◆ **WHAT YOU HAVE TO DO**
Go through the lines below and copy each one that holds the string "other".

--- INPUT DATA Enclosed Below ---

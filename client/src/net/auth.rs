//! `AuthProvider` over the hosted auth API.
//!
//! Password grant at `/auth/v1/token?grant_type=password`, registration at
//! `/auth/v1/signup` with the display name in `data.full_name`, and
//! `/auth/v1/logout` for sign-out. The returned session has `is_admin`
//! unset; `state::session::establish` resolves it from `user_roles`.

#![allow(clippy::unused_async)]

#[cfg(test)]
#[path = "auth_test.rs"]
mod auth_test;

use async_trait::async_trait;
use catalog::auth::{AuthError, AuthProvider, Session};
#[cfg(any(test, feature = "hydrate"))]
use catalog::auth::AuthUser;
#[cfg(any(test, feature = "hydrate"))]
use serde::Deserialize;
#[cfg(any(test, feature = "hydrate"))]
use serde_json::Value;

#[derive(Clone, Copy, Debug, Default)]
pub struct AuthClient;

#[cfg(any(test, feature = "hydrate"))]
#[derive(Deserialize)]
struct TokenResponse {
    access_token: String,
    user: TokenUser,
}

#[cfg(any(test, feature = "hydrate"))]
#[derive(Deserialize)]
struct TokenUser {
    id: String,
    #[serde(default)]
    email: Option<String>,
    #[serde(default)]
    user_metadata: Value,
}

/// Build a session from a password-grant response body.
#[cfg(any(test, feature = "hydrate"))]
fn session_from_token(body: &str) -> Result<Session, AuthError> {
    let token: TokenResponse =
        serde_json::from_str(body).map_err(|e| AuthError::Provider(format!("invalid token response: {e}")))?;
    let display_name = token
        .user
        .user_metadata
        .get("full_name")
        .and_then(Value::as_str)
        .map(str::to_owned);
    Ok(Session {
        user: AuthUser { id: token.user.id, email: token.user.email, display_name },
        access_token: token.access_token,
        is_admin: false,
    })
}

#[cfg(any(test, feature = "hydrate"))]
fn sign_in_body(email: &str, password: &str) -> Value {
    serde_json::json!({ "email": email, "password": password })
}

#[cfg(any(test, feature = "hydrate"))]
fn sign_up_body(email: &str, password: &str, display_name: &str) -> Value {
    serde_json::json!({
        "email": email,
        "password": password,
        "data": { "full_name": display_name },
    })
}

#[cfg(feature = "hydrate")]
fn transport(err: gloo_net::Error) -> AuthError {
    AuthError::Transport(err.to_string())
}

#[cfg(feature = "hydrate")]
async fn config() -> Result<catalog::config::BackendConfig, AuthError> {
    super::backend::backend_config().await.map_err(|e| match e {
        catalog::StoreError::Transport(message) => AuthError::Transport(message),
        catalog::StoreError::Unavailable => AuthError::Unavailable,
        other => AuthError::Provider(other.to_string()),
    })
}

#[cfg(feature = "hydrate")]
async fn post_json(url: &str, anon_key: &str, bearer: &str, body: &Value) -> Result<String, AuthError> {
    let resp = gloo_net::http::Request::post(url)
        .header("apikey", anon_key)
        .header("Authorization", &format!("Bearer {bearer}"))
        .json(body)
        .map_err(transport)?
        .send()
        .await
        .map_err(transport)?;
    let (ok, status) = (resp.ok(), resp.status());
    let text = resp.text().await.map_err(transport)?;
    if !ok {
        return Err(AuthError::Provider(super::error_message(status, &text)));
    }
    Ok(text)
}

#[async_trait(?Send)]
impl AuthProvider for AuthClient {
    async fn sign_in(&self, email: &str, password: &str) -> Result<Session, AuthError> {
        #[cfg(feature = "hydrate")]
        {
            let config = config().await?;
            let url = config.auth_url("token?grant_type=password");
            let body = post_json(&url, &config.anon_key, &config.anon_key, &sign_in_body(email, password)).await?;
            session_from_token(&body)
        }
        #[cfg(not(feature = "hydrate"))]
        {
            let _ = (email, password);
            Err(AuthError::Unavailable)
        }
    }

    async fn sign_up(&self, email: &str, password: &str, display_name: &str) -> Result<(), AuthError> {
        #[cfg(feature = "hydrate")]
        {
            let config = config().await?;
            let body = sign_up_body(email, password, display_name);
            post_json(&config.auth_url("signup"), &config.anon_key, &config.anon_key, &body).await?;
            Ok(())
        }
        #[cfg(not(feature = "hydrate"))]
        {
            let _ = (email, password, display_name);
            Err(AuthError::Unavailable)
        }
    }

    async fn sign_out(&self, session: &Session) {
        #[cfg(feature = "hydrate")]
        {
            let Ok(config) = config().await else { return };
            let url = config.auth_url("logout");
            if let Err(e) = post_json(&url, &config.anon_key, &session.access_token, &Value::Null).await {
                log::warn!("sign-out request failed: {e}");
            }
        }
        #[cfg(not(feature = "hydrate"))]
        {
            let _ = session;
        }
    }
}
//! Reads behind the public pages: course list, syllabus, test series.

#[cfg(test)]
#[path = "listing_test.rs"]
mod listing_test;

use crate::course::{self, Course, CourseHeading, SyllabusRow};
use crate::store::{StoreError, TableStore, fetch_rows, fetch_single};
use crate::test_series::{self, TestSeries};

/// Shown when a course has no syllabus text or does not exist.
pub const SYLLABUS_PLACEHOLDER: &str = "Syllabus details will be added soon. Please check back later.";

/// Every course, oldest first.
///
/// # Errors
///
/// Propagates store and decode errors.
pub async fn load_courses<S: TableStore + ?Sized>(store: &S) -> Result<Vec<Course>, StoreError> {
    fetch_rows(store, &course::all_courses_query()).await
}

/// Syllabus page content.
#[derive(Clone, Debug, PartialEq, Eq)]
pub struct Syllabus {
    /// `None` when the course does not exist.
    pub title: Option<String>,
    pub body: String,
}

impl Syllabus {
    fn placeholder() -> Self {
        Self { title: None, body: SYLLABUS_PLACEHOLDER.to_owned() }
    }
}

/// Load the syllabus for `course_id`. A missing course is not an error.
///
/// # Errors
///
/// Store errors other than not-found.
pub async fn load_syllabus<S: TableStore + ?Sized>(store: &S, course_id: &str) -> Result<Syllabus, StoreError> {
    match fetch_single::<SyllabusRow, _>(store, &course::syllabus_query(course_id)).await {
        Ok(row) => Ok(Syllabus {
            title: Some(row.title),
            body: row
                .description
                .filter(|text| !text.trim().is_empty())
                .unwrap_or_else(|| SYLLABUS_PLACEHOLDER.to_owned()),
        }),
        Err(StoreError::NotFound) => Ok(Syllabus::placeholder()),
        Err(err) => Err(err),
    }
}

/// Test-series page content.
#[derive(Clone, Debug, Default, PartialEq, Eq)]
pub struct TestSeriesListing {
    /// `None` when the course does not exist.
    pub course: Option<CourseHeading>,
    /// Active series of the course only.
    pub series: Vec<TestSeries>,
}

/// Load the course heading and its active series concurrently.
///
/// # Errors
///
/// The first store error among the two reads, excluding a not-found course.
pub async fn load_test_series<S: TableStore + ?Sized>(
    store: &S,
    course_id: &str,
) -> Result<TestSeriesListing, StoreError> {
    let heading_query = course::heading_query(course_id);
    let series_query = test_series::public_listing_query(course_id);
    let (heading, series) = futures::join!(
        fetch_single::<CourseHeading, _>(store, &heading_query),
        fetch_rows::<TestSeries, _>(store, &series_query),
    );
    let course = match heading {
        Ok(heading) => Some(heading),
        Err(StoreError::NotFound) => None,
        Err(err) => return Err(err),
    };
    Ok(TestSeriesListing { course, series: series? })
}
use super::*;
use crate::listing;
use crate::memory::MemoryStore;
use futures::executor::block_on;
use serde_json::json;

fn course_form(title: &str, icon: CourseIcon) -> CourseForm {
    CourseForm { title: title.to_owned(), description: String::new(), icon }
}

fn series_form(title: &str, duration: &str, questions: &str) -> TestSeriesForm {
    TestSeriesForm {
        title: title.to_owned(),
        duration: duration.to_owned(),
        questions: questions.to_owned(),
        ..TestSeriesForm::default()
    }
}

fn refreshed<T, E: std::fmt::Debug>(result: Result<Refreshed<T>, E>) -> AdminSnapshot {
    result.unwrap().snapshot.unwrap()
}

// =============================================================================
// validation
// =============================================================================

#[test]
fn blank_course_title_issues_no_store_calls() {
    let store = MemoryStore::new();
    for title in ["", "   ", "\t\n"] {
        let err = block_on(add_course(&store, &course_form(title, CourseIcon::Trophy), || ())).unwrap_err();
        assert_eq!(err, AdminError::Validation(ValidationError::MissingCourseTitle));
        assert_eq!(err.to_string(), "Enter course title");
    }
    assert_eq!(store.calls(), 0);
}

#[test]
fn series_without_course_issues_no_store_calls() {
    let store = MemoryStore::new();
    let form = series_form("Mock Test 1", "90", "50");
    for selected in [None, Some("")] {
        let err = block_on(add_test_series(&store, &form, selected, || ())).unwrap_err();
        assert_eq!(err.to_string(), "Select a course");
    }
    assert_eq!(store.calls(), 0);
}

#[test]
fn series_course_is_checked_before_title() {
    let form = series_form("  ", "60", "0");
    assert_eq!(form.validate(None), Err(ValidationError::MissingCourse));
    assert_eq!(form.validate(Some("c1")), Err(ValidationError::MissingSeriesTitle));
}

#[test]
fn series_validation_coerces_numbers() {
    let bad = series_form("T", "abc", "abc").validate(Some("c1")).unwrap();
    assert_eq!((bad.duration_minutes, bad.total_questions), (60, 0));
    let empty = series_form("T", "", "").validate(Some("c1")).unwrap();
    assert_eq!((empty.duration_minutes, empty.total_questions), (60, 0));
    let good = series_form("T", "45", "20").validate(Some("c1")).unwrap();
    assert_eq!((good.duration_minutes, good.total_questions), (45, 20));
    let fractional = series_form("T", "90.5", "50.0").validate(Some("c1")).unwrap();
    assert_eq!((fractional.duration_minutes, fractional.total_questions), (90, 50));
}

#[test]
fn empty_description_is_stored_as_null() {
    let record = course_form("CA Final", CourseIcon::Trophy).validate().unwrap();
    assert_eq!(record.description, None);
    let mut form = course_form("CA Final", CourseIcon::Trophy);
    form.description = "Final level".to_owned();
    assert_eq!(form.validate().unwrap().description.as_deref(), Some("Final level"));
}

#[test]
fn clearing_forms_resets_text_fields() {
    let mut course = course_form("CA Final", CourseIcon::Trophy);
    course.description = "x".to_owned();
    course.clear();
    assert_eq!(course, CourseForm { icon: CourseIcon::Trophy, ..CourseForm::default() });

    let mut series = series_form("Mock", "90", "50");
    series.is_active = false;
    series.clear();
    assert_eq!(series, TestSeriesForm::default());
    assert_eq!(series.duration, "60");
    assert_eq!(series.questions, "0");
    assert!(series.is_active);
}

// =============================================================================
// mutate-then-refresh
// =============================================================================

#[test]
fn adding_course_refreshes_list() {
    let store = MemoryStore::new();
    let snapshot = refreshed(block_on(add_course(&store, &course_form("Foundation", CourseIcon::BookOpen), || ())));
    assert_eq!(snapshot.courses.len(), 1);
    assert_eq!(snapshot.courses[0].title, "Foundation");
    // insert + two refresh reads
    assert_eq!(store.calls(), 3);

    let id = snapshot.courses[0].id.clone();
    let snapshot = refreshed(block_on(delete_course(&store, &id, || ())));
    assert!(snapshot.courses.iter().all(|c| c.title != "Foundation"));
}

#[test]
fn failed_insert_surfaces_service_message() {
    let store = MemoryStore::new();
    store.fail_next("new row violates row-level security policy for table \"courses\"");
    let err = block_on(add_course(&store, &course_form("CA Final", CourseIcon::Trophy), || ())).unwrap_err();
    assert_eq!(err.to_string(), "new row violates row-level security policy for table \"courses\"");
    assert!(block_on(listing::load_courses(&store)).unwrap().is_empty());
}

#[test]
fn failed_delete_keeps_row() {
    let store = MemoryStore::new();
    let id = store.seed(Table::Courses, json!({ "title": "CA Final" }));
    store.fail_next("permission denied");
    assert_eq!(
        block_on(delete_course(&store, &id, || ())).unwrap_err(),
        StoreError::Service("permission denied".to_owned())
    );
    assert_eq!(block_on(fetch_snapshot(&store)).unwrap().courses.len(), 1);
}

#[test]
fn deleting_course_leaves_its_series() {
    let store = MemoryStore::new();
    let course = store.seed(Table::Courses, json!({ "title": "CA Final" }));
    store.seed(Table::TestSeries, json!({ "course_id": course, "title": "Mock", "is_active": true }));

    let snapshot = refreshed(block_on(delete_course(&store, &course, || ())));
    assert!(snapshot.courses.is_empty());
    assert_eq!(snapshot.test_series.len(), 1);
}

#[test]
fn added_series_appears_publicly_until_deactivated() {
    let store = MemoryStore::new();
    let snapshot = refreshed(block_on(add_course(&store, &course_form("CA Final", CourseIcon::Trophy), || ())));
    let course_id = snapshot.courses[0].id.clone();

    let form = series_form("Mock Test 1", "90", "50");
    let snapshot = refreshed(block_on(add_test_series(&store, &form, Some(course_id.as_str()), || ())));
    let series = &snapshot.test_series[0];
    assert_eq!((series.duration_minutes, series.total_questions, series.is_active), (90, 50, true));

    let public = block_on(listing::load_test_series(&store, &course_id)).unwrap();
    assert_eq!(public.series.len(), 1);
    assert_eq!(public.series[0].duration_label(), "90 min");
    assert_eq!(public.series[0].questions_label(), "50 questions");

    store.set_field(Table::TestSeries, &series.id, "is_active", json!(false));
    let public = block_on(listing::load_test_series(&store, &course_id)).unwrap();
    assert!(public.series.is_empty());
    let admin = block_on(fetch_snapshot(&store)).unwrap();
    assert_eq!(admin.series_for(Some(course_id.as_str())).len(), 1);
}

#[test]
fn deleting_series_refreshes_list() {
    let store = MemoryStore::new();
    let id = store.seed(Table::TestSeries, json!({ "course_id": "c1", "title": "Mock" }));
    let snapshot = refreshed(block_on(delete_test_series(&store, &id, || ())));
    assert!(snapshot.test_series.is_empty());
}

#[test]
fn snapshot_filter_follows_selection() {
    let store = MemoryStore::new();
    store.seed(Table::TestSeries, json!({ "course_id": "a", "title": "A1", "is_active": true }));
    store.seed(Table::TestSeries, json!({ "course_id": "b", "title": "B1", "is_active": false }));
    let snapshot = block_on(fetch_snapshot(&store)).unwrap();
    assert_eq!(snapshot.series_for(None).len(), 2);
    let titles: Vec<_> = snapshot.series_for(Some("b")).iter().map(|s| s.title.as_str()).collect();
    assert_eq!(titles, vec!["B1"]);
}

#[test]
fn selection_is_dropped_once_course_is_deleted() {
    let store = MemoryStore::new();
    let keep = store.seed(Table::Courses, json!({ "title": "CA Final" }));
    let gone = store.seed(Table::Courses, json!({ "title": "CA Inter" }));

    let snapshot = refreshed(block_on(delete_course(&store, &gone, || ())));
    assert_eq!(snapshot.retained_selection(Some(gone.as_str())), None);
    assert_eq!(snapshot.retained_selection(Some(keep.as_str())), Some(keep.clone()));
    assert_eq!(snapshot.retained_selection(None), None);
}

#[test]
fn failed_refresh_does_not_undo_successful_insert() {
    let store = MemoryStore::new();
    let form = course_form("Foundation", CourseIcon::BookOpen);
    let done = block_on(add_course(&store, &form, || store.fail_next("refresh failed"))).unwrap();
    assert_eq!(done.snapshot, Err(StoreError::Service("refresh failed".to_owned())));

    let courses = block_on(listing::load_courses(&store)).unwrap();
    assert_eq!(courses.len(), 1);
    assert_eq!(courses[0].title, "Foundation");
}

#[test]
fn failed_refresh_does_not_undo_successful_delete() {
    let store = MemoryStore::new();
    let id = store.seed(Table::TestSeries, json!({ "course_id": "c1", "title": "Mock" }));
    let done = block_on(delete_test_series(&store, &id, || store.fail_next("refresh failed"))).unwrap();
    assert!(done.snapshot.is_err());
    assert!(block_on(fetch_snapshot(&store)).unwrap().test_series.is_empty());
}

#[test]
fn refresh_ticket_is_taken_after_the_write() {
    let store = MemoryStore::new();
    let form = course_form("Foundation", CourseIcon::BookOpen);
    let done = block_on(add_course(&store, &form, || store.calls())).unwrap();
    // the insert has run, neither refresh read has
    assert_eq!(done.ticket, 1);
    assert_eq!(store.calls(), 3);
}

#[test]
fn rejected_write_never_takes_a_ticket() {
    let store = MemoryStore::new();
    store.fail_next("permission denied");
    let mut taken = false;
    let result = block_on(delete_course(&store, "c1", || taken = true));
    assert!(result.is_err());
    assert!(!taken);
}

#[test]
fn mutation_messages() {
    assert_eq!(Mutation::AddCourse.success_message(), "Course added!");
    assert_eq!(Mutation::DeleteCourse.success_message(), "Course deleted!");
    assert_eq!(Mutation::AddTestSeries.success_message(), "Test series added!");
    assert_eq!(Mutation::DeleteTestSeries.success_message(), "Test series deleted!");
}
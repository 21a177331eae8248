//! Networking modules for the hosted backend.
//!
//! SYSTEM CONTEXT
//! ==============
//! `backend` fetches the backend coordinates from our own server, `rest`
//! implements `catalog::TableStore` over the backend's table API and `auth`
//! implements `catalog::auth::AuthProvider` over its auth API.
//!
//! Client-side (hydrate): real HTTP calls via `gloo-net`.
//! Server-side (SSR): every call resolves to an "unavailable" error since the
//! backend is only reached from the browser.

#[cfg(test)]
#[path = "mod_test.rs"]
mod mod_test;

pub mod auth;
pub mod backend;
pub mod rest;

/// Human-readable message from a backend error body.
///
/// The table API reports `message`; the auth API uses `error_description`,
/// `msg` or `error` depending on the endpoint. Falls back to the status.
#[cfg(any(test, feature = "hydrate"))]
pub(crate) fn error_message(status: u16, body: &str) -> String {
    let parsed: Option<serde_json::Value> = serde_json::from_str(body).ok();
    parsed
        .as_ref()
        .and_then(|value| {
            ["message", "error_description", "msg", "error"]
                .iter()
                .find_map(|key| value.get(*key).and_then(serde_json::Value::as_str))
        })
        .filter(|message| !message.is_empty())
        .map_or_else(|| format!("request failed: {status}"), str::to_owned)
}
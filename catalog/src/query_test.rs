use super::*;
use serde_json::json;

fn pairs(select: &Select) -> Vec<(String, String)> {
    select.query_pairs()
}

fn expected(items: &[(&str, &str)]) -> Vec<(String, String)> {
    items.iter().map(|(k, v)| ((*k).to_owned(), (*v).to_owned())).collect()
}

#[test]
fn table_names_match_backend() {
    assert_eq!(Table::Courses.name(), "courses");
    assert_eq!(Table::TestSeries.name(), "test_series");
    assert_eq!(Table::UserRoles.name(), "user_roles");
    assert_eq!(Table::TestSeries.to_string(), "test_series");
}

#[test]
fn bare_select_projects_all_columns() {
    let select = Select::from_table(Table::Courses);
    assert_eq!(pairs(&select), expected(&[("select", "*")]));
}

#[test]
fn public_series_read_renders_filters_and_order() {
    let select = Select::from_table(Table::TestSeries)
        .eq("course_id", "c-1")
        .eq("is_active", true)
        .order_by_creation();
    assert_eq!(
        pairs(&select),
        expected(&[
            ("select", "*"),
            ("course_id", "eq.c-1"),
            ("is_active", "eq.true"),
            ("order", "created_at.asc"),
        ])
    );
}

#[test]
fn projection_joins_columns() {
    let select = Select::from_table(Table::Courses).columns(&["id", "title"]).eq("id", "c-9");
    assert_eq!(pairs(&select), expected(&[("select", "id,title"), ("id", "eq.c-9")]));
}

#[test]
fn null_filter_uses_is_operator() {
    let select = Select::from_table(Table::Courses).eq("icon", serde_json::Value::Null);
    assert_eq!(pairs(&select)[1], ("icon".to_owned(), "is.null".to_owned()));
}

#[test]
fn numeric_filter_renders_plain_number() {
    let select = Select::from_table(Table::TestSeries).eq("total_questions", 50);
    assert_eq!(pairs(&select)[1], ("total_questions".to_owned(), "eq.50".to_owned()));
}

#[test]
fn matches_requires_every_filter() {
    let select = Select::from_table(Table::TestSeries).eq("course_id", "c-1").eq("is_active", true);
    assert!(select.matches(&json!({ "course_id": "c-1", "is_active": true })));
    assert!(!select.matches(&json!({ "course_id": "c-1", "is_active": false })));
    assert!(!select.matches(&json!({ "course_id": "c-2", "is_active": true })));
    assert!(!select.matches(&json!({ "course_id": "c-1" })));
}

#[test]
fn matches_without_filters_accepts_any_row() {
    assert!(Select::from_table(Table::Courses).matches(&json!({ "id": "x" })));
}
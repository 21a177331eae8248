//! Public test series listing for one course.

use catalog::TestSeries;
use catalog::auth::SessionState;
use catalog::listing::TestSeriesListing;
use catalog::routes;
use leptos::prelude::*;
use leptos_router::hooks::use_params_map;

use crate::components::navbar::Navbar;
use crate::state::notice::NoticeState;
use crate::util::epoch::RequestEpoch;

#[component]
pub fn TestSeriesPage() -> impl IntoView {
    let session = expect_context::<RwSignal<SessionState>>();
    let notices = expect_context::<RwSignal<NoticeState>>();
    let params = use_params_map();
    let course_id = Memo::new(move |_| params.read().get(routes::COURSE_ID_PARAM).unwrap_or_default());
    let listing = RwSignal::new(TestSeriesListing::default());
    let loading = RwSignal::new(true);

    let epoch = RequestEpoch::default();
    let epoch_cleanup = epoch.clone();
    on_cleanup(move || epoch_cleanup.close());

    let ready = Memo::new(move |_| !session.get().loading);
    Effect::new(move || {
        let id = course_id.get();
        if !ready.get() || id.is_empty() {
            return;
        }
        let ticket = epoch.begin();
        loading.set(true);
        #[cfg(feature = "hydrate")]
        {
            let epoch = epoch.clone();
            let store = crate::net::rest::RestStore::for_session(&session.get_untracked());
            leptos::task::spawn_local(async move {
                let result = catalog::listing::load_test_series(&store, &id).await;
                if !epoch.is_current(ticket) {
                    return;
                }
                match result {
                    Ok(loaded) => listing.set(loaded),
                    Err(e) => {
                        listing.set(TestSeriesListing::default());
                        crate::state::notice::notify_error(notices, e.to_string());
                    }
                }
                loading.set(false);
            });
        }
        #[cfg(not(feature = "hydrate"))]
        let _ = (ticket, notices);
    });

    let title = move || {
        listing
            .with(|l| l.course.as_ref().map(|c| c.title.clone()))
            .unwrap_or_else(|| "Loading...".to_owned())
    };

    view! {
        <div class="page">
            <Navbar/>
            <div class="page__content">
                <a class="btn btn--ghost back-link" href=routes::HOME>"← Back to Courses"</a>
                <h1 class="page__title">{title}</h1>
                <p class="page__subtitle">"Available Test Series"</p>
                <Show when=move || !loading.get() fallback=|| view! { <div class="spinner" aria-label="Loading"></div> }>
                    <Show
                        when=move || !listing.with(|l| l.series.is_empty())
                        fallback=|| {
                            view! {
                                <div class="card empty-state">
                                    <p>"No test series available for this course yet."</p>
                                </div>
                            }
                        }
                    >
                        <div class="series-grid">
                            <For
                                each=move || listing.get().series
                                key=|series| series.id.clone()
                                children=|series| view! { <SeriesCard series=series/> }
                            />
                        </div>
                    </Show>
                </Show>
            </div>
        </div>
    }
}

#[component]
fn SeriesCard(series: TestSeries) -> impl IntoView {
    let duration = series.duration_label();
    let questions = series.questions_label();
    view! {
        <article class="card series-card">
            <header class="series-card__header">
                <h3 class="series-card__title">{series.title}</h3>
                <span class="badge">"Active"</span>
            </header>
            {series.description.map(|text| view! { <p class="series-card__description">{text}</p> })}
            <div class="series-card__meta">
                <span class="series-card__duration">{duration}</span>
                <span class="series-card__questions">{questions}</span>
            </div>
        </article>
    }
}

--- End of Enclosed INPUT DATA ---

◆ **SOLUTION FOR THIS PROBLEM**
        other => AuthError::Provider(other.to_string()),
/// Store errors other than not-found.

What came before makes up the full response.